- WHAT YOU ARE ASKED TO DO -
Wherever the word "series" appears in the entries, copy the whole line.

- MATERIAL FOR THIS TASK -
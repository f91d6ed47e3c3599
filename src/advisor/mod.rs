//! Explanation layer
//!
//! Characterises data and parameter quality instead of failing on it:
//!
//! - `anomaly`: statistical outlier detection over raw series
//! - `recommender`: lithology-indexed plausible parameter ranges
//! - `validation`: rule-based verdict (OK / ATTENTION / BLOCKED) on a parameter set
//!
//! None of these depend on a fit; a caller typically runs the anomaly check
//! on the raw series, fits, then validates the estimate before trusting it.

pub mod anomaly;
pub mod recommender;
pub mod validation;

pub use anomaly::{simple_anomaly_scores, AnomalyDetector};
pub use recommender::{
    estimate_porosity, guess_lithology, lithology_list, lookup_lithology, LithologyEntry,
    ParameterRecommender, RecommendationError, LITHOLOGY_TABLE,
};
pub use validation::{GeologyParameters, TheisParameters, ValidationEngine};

- RESPONSE -
//! - `anomaly`: statistical outlier detection over raw series
//! on the raw series, fits, then validates the estimate before trusting it.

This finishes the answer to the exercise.